Unconventional, maybe, but on “Becoming Us” these folks reveal themselves as authentic and relatable, which makes the series an illuminating glimpse into the world we all occupy, a world Time magazine earlier this year declared was at “the transgender tipping point.”
The timing of “Becoming Us” seems perfect, therefore, having arrived just days after Caitlin Jenner’s grand unveiling on the Vanity Fair cover and with her own series, “I Am Cait,” premiering next month, along with yet another reality show that will star Jazz Jennings, the 14-year-old transgender activist and YouTube star.
No one could have anticipated any of this a decade ago, least of all Carly as she started the transition to become who she had always known she was, and, in the process, turned the family upside down.
Ben, in particular, was left reeling. It wasn’t the news as much as when his father delivered it that threw him for a loop: “Right before you’re about to start your freshman year of high school. You’re just lost. That was how I felt.”
So why would Ben choose to let TV viewers witness what most people would insist on keeping private?
“That’s why I did it: for people who do it privately,” Ben, now 17, replies. “I thought if they saw it from a child’s point of view and saw how the child is dealing with it, they’ll understand that it happens and they’re not alone.”
Ben’s use of the term “child” is curious. He is no child, but instead every bit a typical teenager — bright, wry-witted, hot-and-cold in temperament, and, of course, prone to clashes with the ‘rents. With so much going on, he seemingly was prompted by some hope that admitting a camera crew as an intervening force would yield answers otherwise beyond his family’s reach. He needed, not wanted, a reality show.
“On the show, you HAD to deal with the problems,” he says.
“It was like going to family therapy on camera,” agrees Carly. “That aspect of it wasn’t easy.”
“But the producers were thoughtful and kind and listened,” Suzy says, explaining that the family never felt manipulated.
“Numerous times I said, ‘I’m not comfortable doing that,’ and it was off the table immediately,” recalls Sutton, 30, who as a rising actress found her biggest challenge wasn’t being on camera but being herself. “I said ‘no’ a lot, and they adapted to us so beautifully.”
Virtually everyone key in the family’s social circle was an eager participant (with the exception of Carly’s girlfriend, who declined to take part, and a few of Ben’s friends, whose parents refused permission).
“If you get offered a ride on a rocket ship, you don’t ask which seat, you just get on,” says Sutton, who became Charlie Lehwald’s stepdaughter when she was six but during the show discovered “Carly makes a lot more sense to me than Charlie did when I was growing up. I understand Carly. Before, Charlie was hiding her.”
On the premiere, Carly had a heart-to-heart with Ben to say she soon would be getting “the bottom surgery.
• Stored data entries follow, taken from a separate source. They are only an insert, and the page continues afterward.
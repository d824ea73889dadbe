use serde::{Deserialize, Serialize};

use super::{Action, Pos};
use crate::error::CommandError;

/// One line of player input, either typed (`reveal 2 3`) or sent as JSON
/// (`{"action":"reveal","pos":{"row":2,"col":3}}`).
#[derive(Debug, Clone, PartialEq, Eq, Deserialize, Serialize)]
#[serde(tag = "action")]
pub enum ClientMessage {
    #[serde(rename = "reveal")]
    Reveal { pos: Pos },
    #[serde(rename = "flag")]
    Flag { pos: Pos },
    #[serde(rename = "unflag")]
    Unflag { pos: Pos },
    #[serde(rename = "show")]
    Show,
    #[serde(rename = "quit")]
    Quit,
    /// Any action the engine does not know. Ignored by the session.
    #[serde(other)]
    Unknown,
}

impl ClientMessage {
    pub fn from_move(pos: Pos, action: Action) -> Self {
        match action {
            Action::Reveal => ClientMessage::Reveal { pos },
            Action::Flag => ClientMessage::Flag { pos },
            Action::Unflag => ClientMessage::Unflag { pos },
        }
    }

    /// The board move carried by this message, if any.
    pub fn as_move(&self) -> Option<(Pos, Action)> {
        match *self {
            ClientMessage::Reveal { pos } => Some((pos, Action::Reveal)),
            ClientMessage::Flag { pos } => Some((pos, Action::Flag)),
            ClientMessage::Unflag { pos } => Some((pos, Action::Unflag)),
            _ => None,
        }
    }

    /// Parses a single input line.
    ///
    /// Lines starting with `{` are decoded as JSON, everything else as
    /// whitespace separated words. Unknown action words map to
    /// [`ClientMessage::Unknown`] rather than an error.
    pub fn parse(line: &str) -> Result<Self, CommandError> {
        let line = line.trim();
        if line.is_empty() {
            return Err(CommandError::Empty);
        }
        if line.starts_with('{') {
            return Ok(serde_json::from_str(line)?);
        }

        let mut words = line.split_whitespace();
        let Some(word) = words.next() else {
            return Err(CommandError::Empty);
        };
        match word.to_ascii_lowercase().as_str() {
            "show" => return Ok(ClientMessage::Show),
            "quit" | "exit" | "q" => return Ok(ClientMessage::Quit),
            _ => {}
        }
        let Ok(action) = word.parse::<Action>() else {
            return Ok(ClientMessage::Unknown);
        };

        let row = parse_coordinate(words.next(), "row")?;
        let col = parse_coordinate(words.next(), "col")?;
        Ok(ClientMessage::from_move(Pos::new(row, col), action))
    }
}

fn parse_coordinate(word: Option<&str>, name: &'static str) -> Result<usize, CommandError> {
    let word = word.ok_or(CommandError::MissingArgument(name))?;
    word.parse().map_err(|_| CommandError::InvalidNumber {
        name,
        value: word.to_string(),
    })
}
The boy parts are going to be my girl parts.”
“The person that made me will not have the thing that made me,” Ben glumly responded. “That is weird.”
Weird, maybe, and surely an adjustment for all concerned, not the least of them Carly, who sports long blond hair and green fingernails and describes womanhood as “great,” but who acknowledges that “living your life for 40 years as a man, then starting to live as a woman, takes a lot of re-socializing. Those little dude parts of me still kick in every now and then.”
In fact, when the interview was over, a little dude part kicked in: Carly reflexively held a door for another woman before exiting herself.
“My hope for the show,” she had said moments earlier, “is to help normalize being trans. Whether or not you understand what we do or why we do it doesn’t matter. We are human beings.
“And I’m not sure if you’ve heard or not,” she added with a mischievous smile. “You can’t catch trans. It’s not contagious!”